„Mehr Fortschritt wagen“ lautet der Titel des Koalitionsvertrages, den die kurz zuvor gebildete Bundesregierung aus SPD, Bündnis 90/Die Grünen und FDP am 7. Dezember 2021 unterzeichnet. Fast drei Jahre später, am 6. November 2024, zerbricht diese Dreierkoalition, und Bundeskanzler Olaf Scholz kündigt an, die Vertrauensfrage stellen zu wollen, um den Weg für Neuwahlen frei zu machen. Wie erwartet, findet der Kanzler im Deutschen Bundestag am 16. Dezember keine Mehrheit mehr, worauf Bundespräsident Frank-Walter Steinmeier das Parlament am 27. Dezember auflöst. Am 23. Februar 2025 finden vorzeitig die Wahlen zum 21. Deutschen Bundestag statt. Soweit der nüchterne zeitliche Ablauf.
Der Blick auf die politischen Entwicklungen der vergangenen Legislaturperiode fällt komplex aus: Bei der Bundestagswahl 2021 hatten SPD, Grüne und FDP im Gegensatz zur CDU an Stimmen gewonnen und konnten daher die erste „Ampel“-Koalition auf Bundesebene bilden. Drei Jahre später wird der Begriff „Ampel-Aus“ von der Gesellschaft für deutsche Sprache zum Wort des Jahres 2024 gekürt. Und das nicht ohne Grund, denn das politische Agieren der Koalition erschien als Auf und Ab zwischen Fortschrittsversprechen, Krisenbewältigung und internen Konflikten.
Das Ziel der Ampel, die Modernisierung Deutschlands voranzutreiben, trat mit dem russischen Angriffskrieg auf die Ukraine im Februar 2022 zwangsläufig in den Hintergrund. Innenpolitisch galt es, die Energieversorgung sicherzustellen. Dazu wurde ein Sondervermögen für die Gas- und Strompreisbremse eingerichtet. Zudem legte Kanzler Olaf Scholz einen sicherheitspolitischen Schwerpunkt. Im Zeichen dieser „Zeitenwende“, wie Scholz sie selbst nannte, wurde ein weiteres Sondervermögen zur besseren Ausstattung der Bundeswehr aufgelegt.

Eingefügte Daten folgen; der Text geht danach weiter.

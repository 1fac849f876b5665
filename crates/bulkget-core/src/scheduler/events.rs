//! Observable batch events: progress, speed, time remaining, item errors.

use crate::failure::ClassifiedError;
use crate::throughput::Eta;

/// Receiver of batch events. All methods default to no-ops, so implementors
/// only override the channels they care about.
///
/// Called from worker threads (`on_progress`), the estimator thread
/// (`on_speed`, `on_eta`) and the batch thread (`on_error`), so
/// implementations must be cheap and thread-safe.
pub trait BatchObserver: Send + Sync {
    /// Batch-wide bytes so far. `label` names the item whose chunk just landed;
    /// it is `None` for the final settled total.
    fn on_progress(&self, _bytes_so_far: u64, _total_expected: u64, _label: Option<&str>) {}

    /// Smoothed speed in bytes per second.
    fn on_speed(&self, _bytes_per_sec: f64) {}

    fn on_eta(&self, _eta: Eta) {}

    /// One item failed. Emitted once per failed item.
    fn on_error(&self, _error: &ClassifiedError) {}
}

/// Observer that ignores everything.
#[derive(Debug, Clone, Copy, Default)]
pub struct NoopObserver;

impl BatchObserver for NoopObserver {}

/// Tagged form of the observer callbacks, for channel-based consumers.
#[derive(Debug, Clone, PartialEq)]
pub enum BatchEvent {
    Progress {
        bytes_so_far: u64,
        total_expected: u64,
        label: Option<String>,
    },
    Speed(f64),
    Eta(Eta),
    Error(ClassifiedError),
}

impl BatchEvent {
    fn progress(bytes_so_far: u64, total_expected: u64, label: Option<&str>) -> Self {
        BatchEvent::Progress {
            bytes_so_far,
            total_expected,
            label: label.map(str::to_string),
        }
    }
}

// A dropped receiver just means nobody is listening any more.

impl BatchObserver for std::sync::mpsc::Sender<BatchEvent> {
    fn on_progress(&self, bytes_so_far: u64, total_expected: u64, label: Option<&str>) {
        let _ = self.send(BatchEvent::progress(bytes_so_far, total_expected, label));
    }

    fn on_speed(&self, bytes_per_sec: f64) {
        let _ = self.send(BatchEvent::Speed(bytes_per_sec));
    }

    fn on_eta(&self, eta: Eta) {
        let _ = self.send(BatchEvent::Eta(eta));
    }

    fn on_error(&self, error: &ClassifiedError) {
        let _ = self.send(BatchEvent::Error(error.clone()));
    }
}

impl BatchObserver for tokio::sync::mpsc::UnboundedSender<BatchEvent> {
    fn on_progress(&self, bytes_so_far: u64, total_expected: u64, label: Option<&str>) {
        let _ = self.send(BatchEvent::progress(bytes_so_far, total_expected, label));
    }

    fn on_speed(&self, bytes_per_sec: f64) {
        let _ = self.send(BatchEvent::Speed(bytes_per_sec));
    }

    fn on_eta(&self, eta: Eta) {
        let _ = self.send(BatchEvent::Eta(eta));
    }

    fn on_error(&self, error: &ClassifiedError) {
        let _ = self.send(BatchEvent::Error(error.clone()));
    }
}
pub mod mock_server;
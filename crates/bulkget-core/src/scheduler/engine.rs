//! Configured entry points: a reusable `Engine` and an async wrapper.

use std::sync::Arc;
use std::time::Duration;

use crate::config::{EngineConfig, TransportOptions};
use crate::control::CancelToken;
use crate::descriptor::Descriptor;
use crate::failure::{ClassifiedError, ErrorContext, ErrorKind};
use crate::probe::{self, ResolvedMirror};

use super::events::BatchObserver;
use super::outcome::{BatchFailure, BatchReport};
use super::run::run_batch;

/// Batch runner bound to one configuration.
#[derive(Debug, Clone)]
pub struct Engine {
    config: EngineConfig,
    transport: TransportOptions,
}

impl Engine {
    pub fn new(config: EngineConfig) -> Self {
        let transport = config.transport();
        Self { config, transport }
    }

    pub fn config(&self) -> &EngineConfig {
        &self.config
    }

    /// Run a batch with the configured concurrency and per-item timeout.
    pub fn run(
        &self,
        descriptors: &[Descriptor],
        total_expected_bytes: u64,
        cancel: &CancelToken,
        observer: &dyn BatchObserver,
    ) -> Result<BatchReport, BatchFailure> {
        run_batch(
            descriptors,
            total_expected_bytes,
            self.config.concurrency,
            self.config.item_timeout(),
            cancel,
            observer,
            &self.transport,
        )
    }

    /// Resolve `relative_path` against `hosts` in order.
    pub fn probe_mirrors(
        &self,
        relative_path: &str,
        hosts: &[String],
        cancel: &CancelToken,
    ) -> Option<ResolvedMirror> {
        probe::probe_mirrors(relative_path, hosts, &self.transport, cancel)
    }
}

impl Default for Engine {
    fn default() -> Self {
        Self::new(EngineConfig::default())
    }
}

/// `run_batch` for async callers. The pool runs on tokio's blocking threads;
/// the returned future resolves once the batch has settled.
pub async fn run_batch_async(
    descriptors: Vec<Descriptor>,
    total_expected_bytes: u64,
    concurrency_limit: usize,
    item_timeout: Duration,
    cancel: CancelToken,
    observer: Arc<dyn BatchObserver>,
    transport: TransportOptions,
) -> Result<BatchReport, BatchFailure> {
    let total = descriptors.len();
    let joined = tokio::task::spawn_blocking(move || {
        run_batch(
            &descriptors,
            total_expected_bytes,
            concurrency_limit,
            item_timeout,
            &cancel,
            observer.as_ref(),
            &transport,
        )
    })
    .await;
    match joined {
        Ok(result) => result,
        Err(e) => {
            tracing::error!(error = %e, "batch task did not finish");
            Err(BatchFailure {
                error: ClassifiedError::new(
                    ErrorKind::Other,
                    format!("batch task failed: {e}"),
                    ErrorContext::default(),
                ),
                report: BatchReport::new(total),
            })
        }
    }
}
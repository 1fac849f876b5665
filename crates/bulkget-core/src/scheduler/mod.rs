//! Batch scheduler.
//!
//! Runs a list of descriptors through a bounded pool of transfer workers:
//! optional mirror probe → streaming GET → disk. Aggregate progress is shared
//! by all transfers; an estimator thread turns it into speed and ETA events.

mod engine;
mod events;
mod outcome;
mod progress;
mod run;
mod ticker;
mod transfer;

pub use engine::{run_batch_async, Engine};
pub use events::{BatchEvent, BatchObserver, NoopObserver};
pub use outcome::{BatchFailure, BatchReport, ItemFailure};
pub use progress::{AggregateProgress, ProgressSnapshot};
pub use run::{effective_concurrency, run_batch};
pub use transfer::TransferStatus;
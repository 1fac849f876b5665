//! Disk side of a transfer.
//!
//! Creates destination directories and streams arriving body chunks into the
//! destination file. Partial files are never deleted here: cleanup policy
//! belongs to whoever owns the descriptor queue.

mod writer;

pub use writer::StreamingWriter;

use crate::failure::TransferError;
use std::path::Path;

/// Create `dir` (and parents) if it does not exist yet.
pub fn ensure_dir(dir: &Path) -> Result<(), TransferError> {
    if dir.as_os_str().is_empty() || dir.is_dir() {
        return Ok(());
    }
    std::fs::create_dir_all(dir).map_err(TransferError::CreateDir)
}
//! Logging init: file under the XDG state dir, or stderr when that fails.
//!
//! The engine itself only emits `tracing` events; embedding applications may
//! install their own subscriber instead of calling these.

use anyhow::Result;
use std::fs;
use std::io;
use std::path::PathBuf;
use tracing_subscriber::fmt::writer::BoxMakeWriter;
use tracing_subscriber::fmt::MakeWriter;
use tracing_subscriber::EnvFilter;

const DEFAULT_FILTER: &str = "info,bulkget_core=debug";

/// Writer that is either the log file or stderr (when the file handle can't be cloned).
enum FileOrStderr {
    File(fs::File),
    Stderr,
}

impl io::Write for FileOrStderr {
    fn write(&mut self, buf: &[u8]) -> io::Result<usize> {
        match self {
            FileOrStderr::File(f) => f.write(buf),
            FileOrStderr::Stderr => io::stderr().lock().write(buf),
        }
    }

    fn flush(&mut self) -> io::Result<()> {
        match self {
            FileOrStderr::File(f) => f.flush(),
            FileOrStderr::Stderr => io::stderr().lock().flush(),
        }
    }
}

struct FileMakeWriter(fs::File);

impl<'a> MakeWriter<'a> for FileMakeWriter {
    type Writer = FileOrStderr;

    fn make_writer(&'a self) -> Self::Writer {
        self.0
            .try_clone()
            .map(FileOrStderr::File)
            .unwrap_or(FileOrStderr::Stderr)
    }
}

fn env_filter() -> EnvFilter {
    EnvFilter::try_from_default_env().unwrap_or_else(|_| EnvFilter::new(DEFAULT_FILTER))
}

/// Path of the log file: `$XDG_STATE_HOME/bulkget/bulkget.log`.
pub fn log_file_path() -> Result<PathBuf> {
    let xdg_dirs = xdg::BaseDirectories::with_prefix("bulkget")?;
    Ok(xdg_dirs.get_state_home().join("bulkget.log"))
}

/// Initialize structured logging to the state-dir log file.
/// Returns Err (log dir unwritable, subscriber already set) so the caller can
/// fall back to [`init_logging_stderr`].
pub fn init_logging() -> Result<()> {
    let path = log_file_path()?;
    if let Some(dir) = path.parent() {
        fs::create_dir_all(dir)?;
    }
    let file = fs::OpenOptions::new().create(true).append(true).open(&path)?;

    tracing_subscriber::fmt()
        .with_env_filter(env_filter())
        .with_writer(BoxMakeWriter::new(FileMakeWriter(file)))
        .with_ansi(false)
        .try_init()
        .map_err(|e| anyhow::anyhow!("{e}"))?;

    tracing::info!("bulkget logging initialized at {}", path.display());
    Ok(())
}

/// Initialize logging to stderr only. Does nothing if a subscriber is already set.
pub fn init_logging_stderr() {
    let _ = tracing_subscriber::fmt()
        .with_env_filter(env_filter())
        .with_writer(io::stderr)
        .with_ansi(false)
        .try_init();
}
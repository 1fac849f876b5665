//! Map low-level transfer errors onto the failure taxonomy.

use std::io;

use super::error::TransferError;
use super::kind::{ClassifiedError, ErrorContext, ErrorKind, FsFailure};

/// Classify a transfer error. Total: every input yields a `ClassifiedError`;
/// anything unmatched lands in `ErrorKind::Other` with the original message.
pub fn classify(e: &TransferError, context: ErrorContext) -> ClassifiedError {
    let message = e.to_string();
    match e {
        TransferError::Curl(ce) => {
            let kind = classify_curl_error(ce);
            ClassifiedError::new(kind, message, context)
        }
        TransferError::Http(code) => {
            let status = u16::try_from(*code).unwrap_or(u16::MAX);
            classify_http_status(status, context)
        }
        TransferError::LengthMismatch { .. } => {
            ClassifiedError::new(ErrorKind::Validation, message, context)
        }
        TransferError::CreateDir(io_err) => {
            let sub = match classify_io_error(io_err) {
                FsFailure::DiskFull => FsFailure::DiskFull,
                _ => FsFailure::CreateDir,
            };
            ClassifiedError::new(ErrorKind::Filesystem(sub), message, context)
        }
        TransferError::Open(io_err) => {
            let sub = match classify_io_error(io_err) {
                FsFailure::Write => FsFailure::Open,
                other => other,
            };
            ClassifiedError::new(ErrorKind::Filesystem(sub), message, context)
        }
        TransferError::Storage(io_err) => ClassifiedError::new(
            ErrorKind::Filesystem(classify_io_error(io_err)),
            message,
            context,
        ),
        TransferError::NoMirror { .. } => {
            ClassifiedError::new(ErrorKind::Connection, message, context)
        }
        TransferError::Cancelled => ClassifiedError::cancelled(context),
    }
}

/// Classify an HTTP status code. 4xx is fatal (the resource does not exist or
/// is forbidden); anything else non-2xx is worth another attempt.
pub fn classify_http_status(status: u16, context: ErrorContext) -> ClassifiedError {
    ClassifiedError::http_status(status, context)
}

/// Classify a curl error by its nature.
pub fn classify_curl_error(e: &curl::Error) -> ErrorKind {
    if e.is_operation_timedout() {
        return ErrorKind::Timeout;
    }
    if e.is_aborted_by_callback() {
        return ErrorKind::Cancelled;
    }
    if e.is_couldnt_connect()
        || e.is_couldnt_resolve_host()
        || e.is_couldnt_resolve_proxy()
        || e.is_read_error()
        || e.is_recv_error()
        || e.is_send_error()
        || e.is_got_nothing()
        || e.is_partial_file()
        || e.is_ssl_connect_error()
    {
        return ErrorKind::Connection;
    }
    ErrorKind::Other
}

/// Classify a disk-side io error into a filesystem sub-case.
pub fn classify_io_error(e: &io::Error) -> FsFailure {
    #[cfg(unix)]
    {
        if e.raw_os_error() == Some(libc::ENOSPC) {
            return FsFailure::DiskFull;
        }
    }
    match e.kind() {
        io::ErrorKind::StorageFull => FsFailure::DiskFull,
        io::ErrorKind::PermissionDenied => FsFailure::PermissionDenied,
        _ => FsFailure::Write,
    }
}
//! Low-level transfer error, captured before classification.

use std::fmt;

/// Error raised by one step of a transfer (curl failure, HTTP error, disk failure).
/// Kept unclassified so `classify` can inspect its nature in one place.
#[derive(Debug)]
pub enum TransferError {
    /// Curl reported an error (timeout, connection, callback abort, etc.).
    Curl(curl::Error),
    /// HTTP response had a non-2xx status.
    Http(u32),
    /// Stream ended with a different byte count than the descriptor announced.
    LengthMismatch { expected: u64, received: u64 },
    /// Destination directory could not be created.
    CreateDir(std::io::Error),
    /// Destination file could not be opened for write.
    Open(std::io::Error),
    /// Writing or flushing the destination file failed.
    Storage(std::io::Error),
    /// None of the mirror hosts answered the probe.
    NoMirror { path: String, tried: usize },
    /// The batch's cancel token was observed.
    Cancelled,
}

impl fmt::Display for TransferError {
    fn fmt(&self, f: &mut fmt::Formatter<'_>) -> fmt::Result {
        match self {
            TransferError::Curl(e) => write!(f, "{}", e),
            TransferError::Http(code) => write!(f, "HTTP {}", code),
            TransferError::LengthMismatch { expected, received } => {
                write!(f, "length mismatch: expected {} bytes, got {}", expected, received)
            }
            TransferError::CreateDir(e) => write!(f, "create dir: {}", e),
            TransferError::Open(e) => write!(f, "open: {}", e),
            TransferError::Storage(e) => write!(f, "storage: {}", e),
            TransferError::NoMirror { path, tried } => {
                write!(f, "no mirror answered for {} ({} tried)", path, tried)
            }
            TransferError::Cancelled => write!(f, "cancelled"),
        }
    }
}

impl std::error::Error for TransferError {
    fn source(&self) -> Option<&(dyn std::error::Error + 'static)> {
        match self {
            TransferError::Curl(e) => Some(e),
            TransferError::CreateDir(e) | TransferError::Open(e) | TransferError::Storage(e) => {
                Some(e)
            }
            TransferError::Http(_)
            | TransferError::LengthMismatch { .. }
            | TransferError::NoMirror { .. }
            | TransferError::Cancelled => None,
        }
    }
}
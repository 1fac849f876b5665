//! Integration tests: HEAD probing and ordered mirror selection.

mod common;

use std::time::{Duration, Instant};

use bulkget_core::config::TransportOptions;
use bulkget_core::control::CancelToken;
use bulkget_core::probe::{self, ProbeOutcome, RemoteMeta};
use common::mock_server::{self, Route};

fn transport() -> TransportOptions {
    TransportOptions {
        probe_timeout: Duration::from_millis(300),
        ..TransportOptions::default()
    }
}

#[test]
fn first_live_mirror_wins_and_later_ones_are_not_contacted() {
    let a = mock_server::start(vec![("pkg/lib.jar", Route::Hang(Duration::from_secs(5)))]);
    let b = mock_server::start(vec![("pkg/lib.jar", Route::Body(vec![7u8; 1024]))]);
    let c = mock_server::start(vec![("pkg/lib.jar", Route::Body(vec![1u8; 10]))]);
    let hosts = vec![
        a.base().to_string(),
        b.base().to_string(),
        c.base().to_string(),
    ];

    let started = Instant::now();
    let cancel = CancelToken::new();
    let resolved =
        probe::probe_mirrors("pkg/lib.jar", &hosts, &transport(), &cancel).expect("mirror B");
    assert!(started.elapsed() < Duration::from_secs(3));
    assert_eq!(resolved.url, b.url("pkg/lib.jar"));
    assert_eq!(resolved.content_length, 1024);
    assert_eq!(a.hits("pkg/lib.jar"), 1);
    assert_eq!(b.hits("pkg/lib.jar"), 1);
    assert_eq!(c.hits("pkg/lib.jar"), 0);

    let again =
        probe::probe_mirrors("pkg/lib.jar", &hosts, &transport(), &cancel).expect("mirror B");
    assert_eq!(again, resolved);
    assert_eq!(c.hits("pkg/lib.jar"), 0);
}

#[test]
fn leading_slash_in_path_is_ignored() {
    let m = mock_server::start(vec![("assets/a.png", Route::Body(vec![0u8; 42]))]);
    let cancel = CancelToken::new();
    let resolved =
        probe::probe_mirrors("/assets/a.png", &[m.base().to_string()], &transport(), &cancel)
            .unwrap();
    assert_eq!(resolved.url, m.url("assets/a.png"));
    assert_eq!(resolved.content_length, 42);
}

#[test]
fn no_mirror_has_it() {
    let a = mock_server::start(vec![("x", Route::Status(500))]);
    let b = mock_server::start(vec![]);
    let hosts = vec![
        a.base().to_string(),
        "not a url".to_string(),
        b.base().to_string(),
    ];
    let cancel = CancelToken::new();
    assert!(probe::probe_mirrors("x", &hosts, &transport(), &cancel).is_none());
    assert!(probe::probe_mirrors("x", &[], &transport(), &cancel).is_none());
}

#[test]
fn probe_reports_status_and_length() {
    let server = mock_server::start(vec![
        ("here", Route::Body(vec![0u8; 2048])),
        ("gone", Route::Status(404)),
    ]);
    let t = transport();

    let found = probe::probe(&server.url("here"), t.probe_timeout, &t).unwrap();
    assert_eq!(
        found,
        ProbeOutcome::Found(RemoteMeta {
            content_length: 2048
        })
    );
    let missing = probe::probe(&server.url("gone"), t.probe_timeout, &t).unwrap();
    assert_eq!(missing, ProbeOutcome::NotFound(404));
}

#[test]
fn probe_timeout_is_a_classified_error() {
    let server = mock_server::start(vec![("slow", Route::Hang(Duration::from_secs(5)))]);
    let t = transport();
    let err = probe::probe(&server.url("slow"), t.probe_timeout, &t).unwrap_err();
    assert_eq!(err.kind, bulkget_core::failure::ErrorKind::Timeout);
    assert!(err.recoverable);
    assert_eq!(err.context.timeout, Some(t.probe_timeout));
}

#[test]
fn cancelling_mid_scan_aborts_the_probe_and_skips_remaining_mirrors() {
    let servers: Vec<_> = (0..3)
        .map(|_| mock_server::start(vec![("lib.jar", Route::Hang(Duration::from_secs(10)))]))
        .collect();
    let hosts: Vec<String> = servers.iter().map(|s| s.base().to_string()).collect();
    let t = TransportOptions {
        probe_timeout: Duration::from_secs(3),
        ..TransportOptions::default()
    };
    let cancel = CancelToken::new();
    let canceller = cancel.clone();
    std::thread::spawn(move || {
        std::thread::sleep(Duration::from_millis(200));
        canceller.cancel();
    });

    let started = Instant::now();
    assert!(probe::probe_mirrors("lib.jar", &hosts, &t, &cancel).is_none());
    assert!(
        started.elapsed() < Duration::from_millis(2500),
        "scan must stop before the first probe times out"
    );
    assert_eq!(servers[0].hits("lib.jar"), 1);
    assert_eq!(servers[1].hits("lib.jar"), 0);
    assert_eq!(servers[2].hits("lib.jar"), 0);
}
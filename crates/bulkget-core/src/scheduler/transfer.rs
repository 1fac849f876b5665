//! One transfer: optional mirror probe, streaming GET, write to disk.

use std::cell::{Cell, RefCell};
use std::str;
use std::time::{Duration, Instant};

use crate::config::TransportOptions;
use crate::control::CancelToken;
use crate::descriptor::{Descriptor, DownloadSource};
use crate::failure::{classify, ClassifiedError, ErrorContext, ErrorKind, TransferError};
use crate::probe::{self, parse};
use crate::storage::{self, StreamingWriter};

use super::events::BatchObserver;
use super::progress::AggregateProgress;

/// Lifecycle of a transfer. `Completed` and `Failed` are terminal.
#[derive(Debug, Clone, Copy, PartialEq, Eq)]
pub enum TransferStatus {
    Queued,
    Probing,
    Transferring,
    Completed,
    Failed(ErrorKind),
}

/// Per-transfer bookkeeping, owned by the worker running it.
#[derive(Debug)]
struct TransferState {
    index: usize,
    /// Grows as body chunks land on disk.
    bytes_transferred: Cell<u64>,
    status: TransferStatus,
    started_at: Instant,
}

impl TransferState {
    fn new(index: usize) -> Self {
        Self {
            index,
            bytes_transferred: Cell::new(0),
            status: TransferStatus::Queued,
            started_at: Instant::now(),
        }
    }

    fn advance(&mut self, status: TransferStatus) {
        tracing::debug!(index = self.index, from = ?self.status, to = ?status, "transfer state");
        self.status = status;
    }
}

/// Shared, read-only inputs of every transfer in a batch.
pub(super) struct TransferEnv<'a> {
    pub transport: &'a TransportOptions,
    pub item_timeout: Duration,
    pub cancel: &'a CancelToken,
    pub progress: &'a AggregateProgress,
    pub observer: &'a dyn BatchObserver,
}

/// Drive one descriptor to a terminal state. Returns bytes written.
pub(super) fn run_transfer(
    index: usize,
    descriptor: &Descriptor,
    env: &TransferEnv<'_>,
) -> Result<u64, ClassifiedError> {
    let mut state = TransferState::new(index);
    let mut context = ErrorContext::default()
        .with_path(&descriptor.destination)
        .with_index(index);
    context.url = Some(descriptor.source_display().to_string());

    let result = resolve_and_fetch(descriptor, env, &mut state, &mut context);
    match result {
        Ok(bytes) => {
            state.advance(TransferStatus::Completed);
            tracing::debug!(
                index,
                bytes,
                elapsed = ?state.started_at.elapsed(),
                "transfer completed"
            );
            Ok(bytes)
        }
        Err(e) => {
            // Whatever broke after the token fired is a consequence of it.
            let e = if env.cancel.is_cancelled() {
                TransferError::Cancelled
            } else {
                e
            };
            let mut err = classify(&e, context);
            if err.kind == ErrorKind::Timeout {
                err.context.timeout = Some(env.item_timeout);
            }
            tracing::debug!(
                index,
                bytes = state.bytes_transferred.get(),
                kind = %err.kind,
                "transfer failed"
            );
            state.advance(TransferStatus::Failed(err.kind));
            Err(err)
        }
    }
}

fn resolve_and_fetch(
    descriptor: &Descriptor,
    env: &TransferEnv<'_>,
    state: &mut TransferState,
    context: &mut ErrorContext,
) -> Result<u64, TransferError> {
    if env.cancel.is_cancelled() {
        return Err(TransferError::Cancelled);
    }
    let url = match &descriptor.source {
        DownloadSource::Direct(url) => url.clone(),
        DownloadSource::Mirrored { path, hosts } => {
            state.advance(TransferStatus::Probing);
            let resolved = probe::probe_mirrors(path, hosts, env.transport, env.cancel)
                .ok_or_else(|| TransferError::NoMirror {
                    path: path.clone(),
                    tried: hosts.len(),
                })?;
            context.url = Some(resolved.url.clone());
            resolved.url
        }
    };

    state.advance(TransferStatus::Transferring);
    storage::ensure_dir(&descriptor.folder)?;
    let bytes = fetch_to_file(&url, descriptor, env, &state.bytes_transferred)?;

    if let Some(expected) = descriptor.expected_len {
        if bytes != expected {
            return Err(TransferError::LengthMismatch {
                expected,
                received: bytes,
            });
        }
    }
    Ok(bytes)
}

/// GET `url` and stream the 2xx body into the descriptor's destination.
/// Error bodies are discarded, so a 404 leaves nothing on disk.
fn fetch_to_file(
    url: &str,
    descriptor: &Descriptor,
    env: &TransferEnv<'_>,
    item_bytes: &Cell<u64>,
) -> Result<u64, TransferError> {
    let label = descriptor.label();
    let total_expected = env.progress.total_expected();
    let writer = RefCell::new(StreamingWriter::new(&descriptor.destination, |n| {
        item_bytes.set(item_bytes.get() + n);
        let total = env.progress.add_bytes(n);
        env.observer
            .on_progress(total, total_expected, label.as_deref());
    }));
    let headers: RefCell<Vec<String>> = RefCell::new(Vec::new());
    let status_ok: Cell<Option<bool>> = Cell::new(None);
    let storage_error: RefCell<Option<TransferError>> = RefCell::new(None);
    let cancel = env.cancel;

    let mut easy = curl::easy::Easy::new();
    easy.url(url).map_err(TransferError::Curl)?;
    env.transport.apply(&mut easy).map_err(TransferError::Curl)?;
    easy.timeout(env.item_timeout).map_err(TransferError::Curl)?;
    easy.progress(true).map_err(TransferError::Curl)?;

    let performed = {
        let mut transfer = easy.transfer();
        transfer
            .header_function(|data| {
                if let Ok(s) = str::from_utf8(data) {
                    headers.borrow_mut().push(s.trim_end().to_string());
                }
                true
            })
            .map_err(TransferError::Curl)?;
        transfer
            .progress_function(|_, _, _, _| !cancel.is_cancelled())
            .map_err(TransferError::Curl)?;
        transfer
            .write_function(|data| {
                if cancel.is_cancelled() {
                    return Ok(0);
                }
                let ok = match status_ok.get() {
                    Some(ok) => ok,
                    None => {
                        let ok = parse::last_status(&headers.borrow())
                            .map(|code| (200..300).contains(&code))
                            .unwrap_or(false);
                        status_ok.set(Some(ok));
                        ok
                    }
                };
                if !ok {
                    return Ok(data.len());
                }
                match writer.borrow_mut().write_chunk(data) {
                    Ok(()) => Ok(data.len()),
                    Err(e) => {
                        *storage_error.borrow_mut() = Some(e);
                        Ok(0)
                    }
                }
            })
            .map_err(TransferError::Curl)?;
        transfer.perform()
    };

    let writer = writer.into_inner();
    if let Err(e) = performed {
        let written = writer.abandon();
        tracing::debug!(url, written, error = %e, "transfer interrupted; partial file left as-is");
        if let Some(storage_err) = storage_error.into_inner() {
            return Err(storage_err);
        }
        if cancel.is_cancelled() && (e.is_aborted_by_callback() || e.is_write_error()) {
            return Err(TransferError::Cancelled);
        }
        return Err(TransferError::Curl(e));
    }

    let code = easy.response_code().map_err(TransferError::Curl)?;
    if !(200..300).contains(&code) {
        writer.abandon();
        return Err(TransferError::Http(code));
    }
    writer.finish()
}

Aufgrund dieser großen Herausforderungen stockten einige der zu Beginn der Legislaturperiode angekündigten Reformen, etwa die Kindergrundsicherung, das sogenannte Rentenpaket und das Klimageld. Doch entgegen der verbreiteten Annahme, die Ampel habe sich vorwiegend gestritten, setzte sie viele der im Koalitionsvertrag vereinbarten Vorhaben um, wie eine Studie der Bertelsmann Stiftung zeigt: etwa die Einführung des Bürgergelds und des Deutschlandtickets, die Erhöhung des Mindestlohns sowie die Verabschiedung der Wahlrechtsreform und des Selbstbestimmungsgesetzes.
Durch die vorgezogene Wahl verkürzt sich für die Parteien der Wahlkampf und für die Wählerinnen und Wähler die Chance, sich mit den Parteiprogrammen und den Spitzenkandidierenden auseinanderzusetzen. Zugleich nehmen Fake News und Desinformation stark zu. Zu diesem Anlass soll diese Ausgabe die aktuellen politischen Ereignisse rund um die Bundestagswahl verständlich und ausgewogen einordnen und einen grundlegenden Einblick in die historische Dimension des deutschen Parteien- und Wahlsystems geben.
Am 23. Februar 2025 haben wir als Wählerinnen und Wähler die Möglichkeit, nicht nur die politische Richtung unseres Landes mitzubestimmen, sondern auch für eine Zukunft einzutreten, die auf starken demokratischen Werten basiert. Jede Stimme zählt.